Quando si svolge il Palio di Siena

Una delle manifestazioni più importanti della Toscana, insieme al Carnevale di Viareggio, è il Palio di Siena: simbolo della tradizione di questa città, che si porta avanti fin dal lontano 1200. Sin da allora si hanno testimonianze di una corsa di cavalli a Siena, ma altri documenti rivelano che questo evento possa avere radici ancora più profonde e lontane. Bisogna sapere innanzitutto questo quando si svolge il Palio di Siena: una manifestazione secolare, tramandata negli anni, con delle regole difficili e che solo i partecipanti, i contradaioli, conoscono fino in fondo.

In questa chiave di lettura si può capire per quale motivo questa festa sia tanto radicata nella cultura dei senesi, i quali sono coinvolti in prima persona nello sviluppo di anno in anno, della stessa. Il Palio, è, quindi, molto più che un semplice evento, è l'insieme di tradizione e cultura, perché la storia va consegnata e portata avanti con forza e fierezza. Attualmente Siena è divisa in 17 Contrade, che si sfidano in questa famosa ed appassionante corsa a cavallo in Piazza del Campo. 

Sicuramente è un evento poco consigliabile alle famiglie con bambini che intendono vedere la corsa, perché l'affollamento della Piazza è assicurato. Nonostante ciò, è possibile acquistare dei posti privati, basta prendere conoscenza in largo anticipo per arrivare in tempo.  Il Palio di Siena si svolge in un periodo perfetto per chi vuole trascorrere le proprie vacanze in un campeggio in Toscana, perché ci sono due date da segnare sul proprio calendario, il 2 di luglio ed il 16 di agosto, i due giorni in cui si svolge il Palio di Siena.  

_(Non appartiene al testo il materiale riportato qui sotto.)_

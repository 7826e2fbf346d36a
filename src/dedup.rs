use crate::types::{DedupPolicy, Event};
use std::collections::HashSet;

/// Composite key used to spot duplicate listings within a run and to key
/// upserts across runs. Title is lowercased and trimmed; the second half is
/// the ISO day or the listing URL depending on the venue's policy.
pub fn dedup_key(policy: DedupPolicy, event: &Event) -> String {
    let title = event.title.trim().to_lowercase();
    match policy {
        DedupPolicy::TitleDay => format!("{}|{}", title, event.day),
        DedupPolicy::TitleUrl => {
            // Fall back to the day when a listing carries no URL, otherwise
            // every URL-less event would collide on the same key.
            match &event.url {
                Some(url) => format!("{}|{}", title, url),
                None => format!("{}|{}", title, event.day),
            }
        }
    }
}

/// Per-run duplicate tracker.
#[derive(Debug, Default)]
pub struct Deduper {
    seen: HashSet<String>,
}

impl Deduper {
    pub fn new() -> Self {
        Self::default()
    }

    /// Returns false when the key was already seen this run.
    pub fn insert(&mut self, key: &str) -> bool {
        self.seen.insert(key.to_string())
    }

    pub fn len(&self) -> usize {
        self.seen.len()
    }

    pub fn is_empty(&self) -> bool {
        self.seen.is_empty()
    }
}

#[cfg(test)]
mod tests {
    use super::*;
    use crate::types::VenueInfo;
    use chrono::{NaiveDate, Utc};

    fn sample_event(title: &str, day: NaiveDate, url: Option<&str>) -> Event {
        Event {
            id: "0000000000000000".to_string(),
            title: title.to_string(),
            day,
            start_time: None,
            end_day: None,
            url: url.map(|u| u.to_string()),
            image_url: None,
            description: None,
            category: None,
            venue: VenueInfo {
                name: "Test Venue".to_string(),
                address: "1 Test St".to_string(),
                city: "Testville".to_string(),
                website: None,
            },
            source_id: "test_venue".to_string(),
            scraped_at: Utc::now(),
        }
    }

    #[test]
    fn title_day_key_ignores_case() {
        let day = NaiveDate::from_ymd_opt(2026, 9, 12).unwrap();
        let a = sample_event("Jazz Night", day, None);
        let b = sample_event("  JAZZ NIGHT ", day, None);
        assert_eq!(
            dedup_key(DedupPolicy::TitleDay, &a),
            dedup_key(DedupPolicy::TitleDay, &b)
        );
    }

    #[test]
    fn title_url_key_separates_same_title_on_different_pages() {
        let day = NaiveDate::from_ymd_opt(2026, 9, 12).unwrap();
        let a = sample_event("Market Day", day, Some("https://x.test/a"));
        let b = sample_event("Market Day", day, Some("https://x.test/b"));
        assert_ne!(
            dedup_key(DedupPolicy::TitleUrl, &a),
            dedup_key(DedupPolicy::TitleUrl, &b)
        );
    }

    #[test]
    fn title_url_key_without_url_falls_back_to_day() {
        let day = NaiveDate::from_ymd_opt(2026, 9, 12).unwrap();
        let a = sample_event("Market Day", day, None);
        assert_eq!(
            dedup_key(DedupPolicy::TitleUrl, &a),
            dedup_key(DedupPolicy::TitleDay, &a)
        );
    }

    #[test]
    fn deduper_rejects_second_insert() {
        let mut deduper = Deduper::new();
        assert!(deduper.insert("jazz night|2026-09-12"));
        assert!(!deduper.insert("jazz night|2026-09-12"));
        assert_eq!(deduper.len(), 1);
    }
}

Come dicevamo prima, il Palio è una corsa piuttosto complessa, ci sono varie regole, usanze tradizionali, molte delle quali sono il frutto del bagaglio di tradizioni secolari, per cui non sono note a tutti, ma soltanto ai contradaioli. In sostanza, l'evento si svolge in questo modo: la Corsa viene detta anche "carriera", ad ogni carriera partecipano 10 contrade, quelle che non hanno partecipato l'anno precedente, altre sono estratte a sorte. Il tutto dura 4 giorni, perché tra l'assegnazione dei cavalli, le prove generali, passano 3 giorni. L'ultimo è il giorno della corsa, in mattinata c'è una prova chiamata "provaccia" ed il premio è il "Drappellone", una tela disegnata ogni volta da un artista diverso. 

Tutti coloro i quali decidono di partecipare alle attività e vedere la corsa, dovranno impostare la propria sveglia alle prime ore del mattino, per prendere parte alla Messa del Fantino, alle 8:00. La seconda tappa è la Provaccia, verso le 10:00, per poi seguire la benedizione dei cavalli di ogni contrada, alle 15. Si parte in corteo e si arriva in piazza per le 17:00, in attesa dell'entrata ufficiale. La corsa parte da la Mossa, una zona delineata alla partenza, per poi fare tre giri della piazza prima della fine.